I and several of my team members, all got similar Bleu, METEOR and ROUGE_L to reproduce your Table 5 on OneLLM, we all got very low numbers like below, also, CIDEr is zero. Can you please double check that? We believe that we are using same point cloud files and scripts and model. Thank you. Rob SPICE: 0.094 Bleu_1: 0.104 Bleu_2: 0.065 Bleu_3: 0.045 Bleu_4: 0.034 METEOR: 0.131 ROUGE_L: 0.175 CIDEr: 0.000 SPICE: 0.094

From https://arxiv.org/pdf/2312.03700, Page 6, Table 5, Evaluation on Point Cloud-Text Tasks. The evaluation dataset is from Objaverse [16], following the data split in PointLLM [92]. InstructBLIP takes single-view image as input, while PointLLM and OneLLM take point cloud as input. GPT4- Acc.: GPT4 as the accuracy evaluator [92].

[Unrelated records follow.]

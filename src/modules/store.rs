use std::collections::HashMap;
use std::fmt;
use std::str::FromStr;
use std::sync::Mutex;

use diesel::{Connection, PgConnection};

use crate::modules::models::frame::{FrameRow, NewFrameRow};
use crate::modules::models::session::{NewSessionRow, SessionRow};
use crate::modules::models::telemetry::{Frame, FrameSet, SessionKey, SessionType};

/// transient durable-tier failure. the cache manager's retry policy decides
/// when it becomes a `PersistenceError`
#[derive(Debug, Clone, PartialEq)]
pub struct StoreError {
    pub message: String,
}

impl fmt::Display for StoreError {
    fn fmt(&self, f: &mut fmt::Formatter) -> fmt::Result {
        write!(f, "{}", self.message)
    }
}

impl From<diesel::result::Error> for StoreError {
    fn from(err: diesel::result::Error) -> StoreError {
        StoreError {
            message: err.to_string(),
        }
    }
}

impl From<serde_json::Error> for StoreError {
    fn from(err: serde_json::Error) -> StoreError {
        StoreError {
            message: err.to_string(),
        }
    }
}

pub type StoreResult<T> = Result<T, StoreError>;

/// The durable tier seam. Writes go through a single writer path in the
/// cache manager, one batch per call.
pub trait FrameStore: Send + Sync {
    /// load a complete frame set, None when the key is absent
    fn load(&self, key: &SessionKey) -> StoreResult<Option<FrameSet>>;

    /// create the session record (replacing any stale one) and return the
    /// id that frame batches are written under
    fn begin_session(&self, set: &FrameSet) -> StoreResult<i32>;

    /// append one batch of frames to a session started via `begin_session`
    fn write_frame_batch(&self, session_id: i32, frames: &[Frame]) -> StoreResult<()>;

    /// drop a session and all of its frames
    fn delete(&self, key: &SessionKey) -> StoreResult<()>;

    /// every session key present in the store, ordered by year then round
    fn list_sessions(&self) -> StoreResult<Vec<SessionKey>>;
}

/// postgres-backed durable tier
pub struct DbStore {
    database_url: String,
}

impl DbStore {
    pub fn new(database_url: &str) -> DbStore {
        DbStore {
            database_url: database_url.to_string(),
        }
    }

    fn connect(&self) -> StoreResult<PgConnection> {
        PgConnection::establish(&self.database_url).map_err(|err| StoreError {
            message: err.to_string(),
        })
    }

    fn row_to_frameset(conn: &mut PgConnection, row: SessionRow) -> StoreResult<FrameSet> {
        let session_type = SessionType::from_str(&row.session_type).map_err(|err| StoreError {
            message: err.to_string(),
        })?;

        let mut frames = Vec::new();
        for frame_row in FrameRow::for_session(conn, row.id)? {
            frames.push(frame_row.to_frame()?);
        }

        Ok(FrameSet {
            key: SessionKey {
                year: row.year,
                round_number: row.round_number,
                session_type,
                fps: row.fps as u32,
            },
            fps: row.fps as u32,
            event_name: row.event_name,
            event_date: row.event_date,
            total_laps: row.total_laps,
            driver_colors: serde_json::from_value(row.driver_colors)?,
            track_statuses: serde_json::from_value(row.track_statuses)?,
            frames,
            degraded: row.degraded,
            failed_drivers: serde_json::from_value(row.failed_drivers)?,
        })
    }
}

impl FrameStore for DbStore {
    fn load(&self, key: &SessionKey) -> StoreResult<Option<FrameSet>> {
        let conn = &mut self.connect()?;

        match SessionRow::get_by_key(conn, key)? {
            Some(row) => Ok(Some(Self::row_to_frameset(conn, row)?)),
            None => Ok(None),
        }
    }

    fn begin_session(&self, set: &FrameSet) -> StoreResult<i32> {
        let conn = &mut self.connect()?;

        // a rebuild after invalidation replaces whatever is there
        SessionRow::delete_by_key(conn, &set.key)?;

        let row = SessionRow::new(
            conn,
            &NewSessionRow {
                year: set.key.year,
                round_number: set.key.round_number,
                session_type: set.key.session_type.as_str().to_string(),
                fps: set.key.fps as i32,
                event_name: set.event_name.clone(),
                event_date: set.event_date,
                total_laps: set.total_laps,
                driver_colors: serde_json::to_value(&set.driver_colors)?,
                track_statuses: serde_json::to_value(&set.track_statuses)?,
                degraded: set.degraded,
                failed_drivers: serde_json::to_value(&set.failed_drivers)?,
            },
        )?;

        Ok(row.id)
    }

    fn write_frame_batch(&self, session_id: i32, frames: &[Frame]) -> StoreResult<()> {
        let conn = &mut self.connect()?;

        let mut rows = Vec::with_capacity(frames.len());
        for frame in frames {
            rows.push(NewFrameRow::from_frame(session_id, frame)?);
        }
        FrameRow::insert_batch(conn, &rows)?;

        Ok(())
    }

    fn delete(&self, key: &SessionKey) -> StoreResult<()> {
        let conn = &mut self.connect()?;
        SessionRow::delete_by_key(conn, key)?;
        Ok(())
    }

    fn list_sessions(&self) -> StoreResult<Vec<SessionKey>> {
        let conn = &mut self.connect()?;

        let mut keys = Vec::new();
        for row in SessionRow::all(conn)? {
            let session_type =
                SessionType::from_str(&row.session_type).map_err(|err| StoreError {
                    message: err.to_string(),
                })?;
            keys.push(SessionKey {
                year: row.year,
                round_number: row.round_number,
                session_type,
                fps: row.fps as u32,
            });
        }

        Ok(keys)
    }
}

/// in-process durable-tier stand-in. used by the tests and as an ephemeral
/// store when no database is configured
#[derive(Default)]
pub struct MemStore {
    inner: Mutex<MemStoreInner>,
}

#[derive(Default)]
struct MemStoreInner {
    next_id: i32,
    sessions: HashMap<SessionKey, StoredSession>,
}

struct StoredSession {
    id: i32,
    meta: FrameSet,
    frames: Vec<Frame>,
}

impl MemStore {
    pub fn new() -> MemStore {
        MemStore::default()
    }
}

impl FrameStore for MemStore {
    fn load(&self, key: &SessionKey) -> StoreResult<Option<FrameSet>> {
        let inner = self.inner.lock().unwrap();

        Ok(inner.sessions.get(key).map(|stored| {
            let mut set = stored.meta.clone();
            set.frames = stored.frames.clone();
            set
        }))
    }

    fn begin_session(&self, set: &FrameSet) -> StoreResult<i32> {
        let mut inner = self.inner.lock().unwrap();

        inner.next_id += 1;
        let id = inner.next_id;

        let mut meta = set.clone();
        meta.frames = Vec::new();
        inner.sessions.insert(
            set.key,
            StoredSession {
                id,
                meta,
                frames: Vec::new(),
            },
        );

        Ok(id)
    }

    fn write_frame_batch(&self, session_id: i32, frames: &[Frame]) -> StoreResult<()> {
        let mut inner = self.inner.lock().unwrap();

        let stored = inner
            .sessions
            .values_mut()
            .find(|stored| stored.id == session_id)
            .ok_or_else(|| StoreError {
                message: format!("unknown session id {session_id}"),
            })?;
        stored.frames.extend_from_slice(frames);

        Ok(())
    }

    fn delete(&self, key: &SessionKey) -> StoreResult<()> {
        let mut inner = self.inner.lock().unwrap();
        inner.sessions.remove(key);
        Ok(())
    }

    fn list_sessions(&self) -> StoreResult<Vec<SessionKey>> {
        let inner = self.inner.lock().unwrap();

        let mut keys: Vec<SessionKey> = inner.sessions.keys().copied().collect();
        keys.sort_by_key(|k| (k.year, k.round_number, k.session_type.as_str(), k.fps));

        Ok(keys)
    }
}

Model Captioning Classification BLEU-1 ROUGE-L METEOR GPT4-Acc. InstructBLIP-7B [15] 11.2 13.9 14.9 38.5 InstructBLIP-13B [15] 12.6 15.0 16.0 35.5 PointLLM-7B [92] 8.0 11.1 15.2 47.5 PointLLM-13B [92] 9.7 12.8 15.3 45.0 One-LLM-7B (Ours) 42.2 45.3 20.3 44.5

csuhan commented 2 months ago

Our point cloud caption results are evaluated with Phase II model: Multimodal Alignment. The final model after instruction tuning tends to output long and detailed response, while the caption benchmark requires a short sentence, making it perform bad on the benchmark.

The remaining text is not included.